- Gold retreats further with the US Dollar supported by solid US data.
- US GDP and Jobless claims endorse the Fed’s rhetoric of US economic exceptionalism.
- XAU/USD maintains its bearish bias intact, with upside attempts capped at a previous support area
Gold (XAU/USD) recovery has been short-lived. The pair failed to overcome the previous support area at $2,625, and extended its pullback on Thursday’s early US session,. US Gross Domestic Product (GDP) and Jobless Claims figures have confirmed the robust economic picture portrayed by the Federal Reserve (Fed) on Wednesday, providing additional support to the Greenback.
On Wednesday the Fed cut rates as expected but raised its growth and inflation expectations and scaled down the interest rate cut projections for next year. This, coupled with an unusually hawkish tone from Fed Chairman Jerome Powell, triggered a risk-averse reaction, sending the US Dollar Index (DXY), which tracks the USD value against six major currencies, to test two-year highs and crushing Gold and equities.
Higher US yields and a strong USD are likely to limit Gold’s recovery
- Data released on Wednesday revealed that the US economy grew at a 3.1% annualized pace in the third quarter, a significant improvement from the already healthy, 2.8% advance previously estimated.
- Likewise, Weekly Jobless Claims declined to 220K on the week of November 13, from the previous week’s 242K beating expectations of a slower decline to 230K
- On Wednesday, the Federal Reserve cut rates by 25 basis points (bps) to the 4.25%-4.50% range as expected. However, policymakers slashed their easing projections to just two rate cuts in 2025 from the four cuts estimated in September.

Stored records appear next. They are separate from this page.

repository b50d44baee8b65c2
//! Inbound adapters that translate external requests into domain service
//! calls while keeping framework details at the edge.
//!
//! HTTP handlers live under [`http`].

pub mod http;
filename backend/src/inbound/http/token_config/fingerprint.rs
//! Secret fingerprinting for operational visibility.
//!
//! Operators compare fingerprints across replicas to confirm they share one
//! signing secret without the secret itself reaching the logs.

use sha2::{Digest, Sha256};

/// Length of the fingerprint in bytes before hex encoding.
const FINGERPRINT_BYTES: usize = 8;

/// First 8 bytes of the SHA-256 of `secret`, hex encoded.
///
/// # Examples
///
/// ```rust
/// use mechanic_shop::inbound::http::token_config::fingerprint::secret_fingerprint;
///
/// let fp = secret_fingerprint(b"0123456789abcdef0123456789abcdef");
/// assert_eq!(fp.len(), 16);
/// assert!(fp.chars().all(|c| c.is_ascii_hexdigit()));
/// ```
#[must_use]
pub fn secret_fingerprint(secret: &[u8]) -> String {
    let digest = Sha256::digest(secret);
    hex::encode(digest.get(..FINGERPRINT_BYTES).unwrap_or_default())
}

- Next year’s Personal Consumption Expenditures (PCE) inflation expectations were increased to 2.5% from 2.1% in September. Chairman Powell suggested that some officials considered the impact of Trump’s policy expectations on their inflation projections.
- US economic growth expectations were revised to 2.5% this year and 2.1% in 2025, from previous estimations of steady 2.0% GDP growth in both years.
- The labour market is also expected to be more resilient. The unemployment rate is expected to be 4.2% this year and 4.3% next year, down from the 4.4% previously foreseen for those two years.
- The central bank’s projections and an unusually hawkish tone from Fed Chairman Jerome Powell sent US Treasury yields rallying. The benchmark 10-year yield has reached levels above 4.5% after rallying about 40 basis points from last week’s lows.
Technical analysis: XAU/USD remains capped below previous support at $2,625
Gold has failed to breach resistance at $2,630, which highlights the near-term trend of lower highs and lower lows. The impulsive bearish candle in the daily chart printed on Wednesday has confirmed the negative giving bears hopes of extending below Wednesday’s low of $2,580, ahead of November’s trough at $2,540.
On the upside, the pair should overcome the previous support, now turned resistance at the $2,625-$2,630 area (November 28, December 2 lows). and tthe December 17 high at $2,650 to ease bearish pressure.
XAU/USD 4-hour Chart
Dot Plot FAQs
The “Dot Plot” is the popular name of the interest-rate projections by the Federal Open Market Committee (FOMC) of the US Federal Reserve (Fed), which implements monetary policy. These are published in the Summary of Economic Projections, a report in which FOMC members also release their individual projections on economic growth, the unemployment rate and inflation for the current year and the next few ones. The document consists of a chart plotting interest-rate projections, with each FOMC member’s forecast represented by a dot. The Fed also adds a table summarizing the range of forecasts and the median for each indicator. This makes it easier for market participants to see how policymakers expect the US economy to perform in the near, medium and long term.
The US Federal Reserve publishes the “Dot Plot” once every other meeting, or in four of the eight yearly scheduled meetings. The Summary of Economic Projections report is published along with the monetary policy decision.
The “Dot Plot” gives a comprehensive insight into the expectations from Federal Reserve (Fed) policymakers. As projections reflect each official’s projection for interest rates at the end of each year, it is considered a key forward-looking indicator. By looking at the “Dot Plot” and comparing the data to current interest-rate levels, market participants can see where policymakers expect rates to head to and the overall direction of monetary policy. As projections are released quarterly, the “Dot Plot” is widely used as a guide to figure out the terminal rate and the possible timing of a policy pivot.
The most market-moving data in the “Dot Plot” is the projection of the federal funds rate. Any change compared with previous projections is likely to influence the US Dollar (USD) valuation. Generally, if the “Dot Plot” shows that policymakers expect higher interest rates in the near term, this tends to be bullish for USD. Likewise, if projections point to lower rates ahead, the USD is likely to weaken.